This paper will focus on censoring in the Morris water maze because it presents multiple challenges to the data analyst. First, the data have a multilevel structure that creates data dependencies. Conventionally, each rat is assessed multiple times in a day and across multiple days. Thus, data within a day for the same rat and data from the same rat across days are more highly correlated. A proper analysis must incorporate these dependences (Aarts, Verhage, Veenvliet, Dolan, & van der Sluis, 2014). Second, there is a natural floor for performance that creates curvature in the relationship between latency and trial or day (see Fig. 1, rats 43 and 48). Thus, standard linear regression is not appropriate for many subjects. However, most researchers do not try to model the functional relationship and instead analyze day as if it were an unordered categorical variable, which complicates presentation and interpretation and can result in an underpowered analysis (Young et al., 2009). Third, rats are routinely removed from the maze if they have not found the hidden platform after some predetermined deadline (commonly 60 s for mice and 90 s for rats; see the data points designated by a cross in the sampling of rats shown in Fig. 1—in this unpublished study, 14% of the 1,540 observations were censored). Researchers score these trials as having the deadline value (60 s or 90 s) for the analysis. This censoring of the data (Tobin, 1958) artificially decreases the variability in latencies on these trials and biases the estimated latencies downwards. On these trials, researchers know that the rat did not find the platform by the deadline, but they do not know how much longer it would have taken.

Fig. 1
figure 1

Examples of real rat latencies in a Morris water maze. The data points designated with a cross are the result of removing a rat from the maze that had not found the platform by the 90-s deadline (i.e., these data points were censored)

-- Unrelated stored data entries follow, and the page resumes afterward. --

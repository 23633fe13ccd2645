//! Ranking candidate models by AICc
//!
//! Every candidate is fitted to the same interval dataset and scored with the
//! small-sample corrected AIC, using the number of deaths as the sample size.
//! The ranking is sorted by AICc with the model name as tie-breaker, so it does
//! not depend on the order in which candidates were submitted.
//!
//! A candidate that cannot be fitted aborts the whole selection unless
//! [`FailurePolicy::SkipFailed`] is chosen, in which case it is left out of
//! the ranking and listed in [`Selection::failures`]. A ranking never mixes
//! fitted and failed models.

use std::collections::BTreeSet;

use serde::Serialize;

use mothsurv_stats::information::{aicc, akaike_weights, bic};

use crate::{
    cox::{CoxFit, CoxOptions, FitError},
    interval::IntervalDataset,
    terms::{CovariateEncoder, ModelSpec, TemperatureCoding},
};

#[derive(Default, Debug, Clone, Copy, PartialEq, Eq, derive_more::FromStr, Serialize)]
pub enum FailurePolicy {
    /// Any failed fit aborts selection.
    #[default]
    Abort,
    /// Failed fits are reported and left out of the ranking.
    SkipFailed,
}

#[derive(Debug, Clone, Default)]
pub struct SelectionOptions {
    pub cox: CoxOptions,
    pub coding: TemperatureCoding,
    pub failure_policy: FailurePolicy,
}

#[derive(Debug, Clone, PartialEq, derive_more::Display, derive_more::Error)]
pub enum SelectionError {
    #[display("no candidate models given")]
    NoCandidates,
    #[display("model '{model}': {params} coefficients need more than {} deaths, got {events}", params + 1)]
    InsufficientEvents {
        model: String,
        events: usize,
        params: usize,
    },
    #[display("model '{model}' failed to fit: {source}")]
    FitFailed { model: String, source: FitError },
    #[display("all {failures} candidate models failed to fit")]
    NoModelFitted { failures: usize },
}

/// One row of the ranking.
#[derive(Debug, Clone, Serialize)]
pub struct RankedModel {
    /// 1-based position in the ranking.
    pub rank: usize,
    pub model: String,
    /// Number of coefficients.
    pub k: usize,
    pub log_likelihood: f64,
    pub aicc: f64,
    pub delta_aicc: f64,
    pub weight: f64,
    /// BIC on the same sample size, reported alongside but not used for ranking.
    pub bic: f64,
    #[serde(skip)]
    pub fit: CoxFit,
}

#[derive(Debug, Clone, Serialize)]
pub struct FailedModel {
    pub model: String,
    #[serde(serialize_with = "serialize_display")]
    pub error: FitError,
}

fn serialize_display<S>(error: &FitError, serializer: S) -> Result<S::Ok, S::Error>
where
    S: serde::Serializer,
{
    serializer.collect_str(error)
}

#[derive(Debug, Clone, Serialize)]
pub struct Selection {
    /// Ascending AICc.
    pub ranking: Vec<RankedModel>,
    pub failures: Vec<FailedModel>,
    /// Deaths in the data: the AICc sample size.
    pub n_events: usize,
}

impl Selection {
    /// The lowest-AICc model, however small its margin over the runner-up.
    #[must_use]
    pub fn best(&self) -> Option<&RankedModel> {
        self.ranking.first()
    }

    #[must_use]
    pub fn get(&self, model: &str) -> Option<&RankedModel> {
        self.ranking.iter().find(|m| m.model == model)
    }
}

/// Fits and ranks candidate models on one dataset.
#[derive(Debug, Clone)]
pub struct ModelSelector<'a> {
    dataset: &'a IntervalDataset,
    encoder: CovariateEncoder,
    options: SelectionOptions,
}

impl<'a> ModelSelector<'a> {
    #[must_use]
    pub fn new(dataset: &'a IntervalDataset, options: SelectionOptions) -> Self {
        let encoder = CovariateEncoder::from_records(dataset.subjects(), options.coding);
        Self {
            dataset,
            encoder,
            options,
        }
    }

    /// Fits a single candidate.
    pub fn fit(&self, spec: &ModelSpec) -> Result<CoxFit, FitError> {
        CoxFit::fit(self.dataset, spec, &self.encoder, &self.options.cox)
    }

    /// Fits every candidate and ranks the successful fits by AICc.
    ///
    /// Candidates with the same canonical formula are fitted once.
    pub fn rank(&self, candidates: &[ModelSpec]) -> Result<Selection, SelectionError> {
        if candidates.is_empty() {
            return Err(SelectionError::NoCandidates);
        }
        let n_events = self.dataset.event_count();

        let mut seen = BTreeSet::new();
        let mut scored = Vec::new();
        let mut failures = Vec::new();
        for spec in candidates {
            let model = spec.name();
            if !seen.insert(model.clone()) {
                tracing::debug!(model = %model, "skipping duplicate candidate");
                continue;
            }
            tracing::info!(model = %model, "fitting candidate");
            let fitted = match self.encoder.design(spec, self.dataset.subjects()) {
                Ok(design) => {
                    let params = design.ncols();
                    if n_events <= params + 1 {
                        return Err(SelectionError::InsufficientEvents {
                            model,
                            events: n_events,
                            params,
                        });
                    }
                    CoxFit::fit_design(self.dataset, model.clone(), design, &self.options.cox)
                }
                Err(err) => Err(err.into()),
            };
            let fit = match fitted {
                Ok(fit) => fit,
                Err(error) => match self.options.failure_policy {
                    FailurePolicy::Abort => {
                        return Err(SelectionError::FitFailed {
                            model,
                            source: error,
                        });
                    }
                    FailurePolicy::SkipFailed => {
                        tracing::warn!(model = %model, %error, "candidate failed to fit, skipping");
                        failures.push(FailedModel { model, error });
                        continue;
                    }
                },
            };
            let k = fit.num_params();
            let score = aicc(fit.log_likelihood, k, n_events).map_err(|_| {
                SelectionError::InsufficientEvents {
                    model: model.clone(),
                    events: n_events,
                    params: k,
                }
            })?;
            scored.push((model, k, score, fit));
        }
        if scored.is_empty() {
            return Err(SelectionError::NoModelFitted {
                failures: failures.len(),
            });
        }

        scored.sort_by(|a, b| a.2.total_cmp(&b.2).then_with(|| a.0.cmp(&b.0)));
        let scores = scored.iter().map(|s| s.2).collect::<Vec<_>>();
        let weights = akaike_weights(&scores);
        let min = scores[0];

        let ranking = scored
            .into_iter()
            .zip(weights)
            .enumerate()
            .map(|(i, ((model, k, score, fit), weight))| RankedModel {
                rank: i + 1,
                model,
                k,
                log_likelihood: fit.log_likelihood,
                aicc: score,
                delta_aicc: score - min,
                weight,
                bic: bic(fit.log_likelihood, k, n_events),
                fit,
            })
            .collect();

        Ok(Selection {
            ranking,
            failures,
            n_events,
        })
    }
}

To address the first two challenges, modeling the data dependencies and the curvilinear relationship, Young et al. (2009) suggested the use of multilevel modeling. They compared the traditional repeated-measures approach to Morris water maze data to linear and nonlinear multilevel modeling. All three approaches model at least some of the data dependencies, but the repeated-measures analysis of variance (ANOVA) is restricted to within-subjects predictors being categorical. One of the primary advantages of multilevel modeling is its ability to conduct repeated-measures analysis in which one or more of the within-subjects predictors is continuous (most commonly for Morris water maze data, this continuous variable would be day and/or trial). Young et al. documented that both linear and nonlinear multilevel modeling greatly increased the ability to accurately identify condition differences relative to approaches that model each day as categorically different from another. Although the nonlinear version produced better fits, the linear version fared just as well in identifying group differences (at least for the variety of situations tested in their simulations).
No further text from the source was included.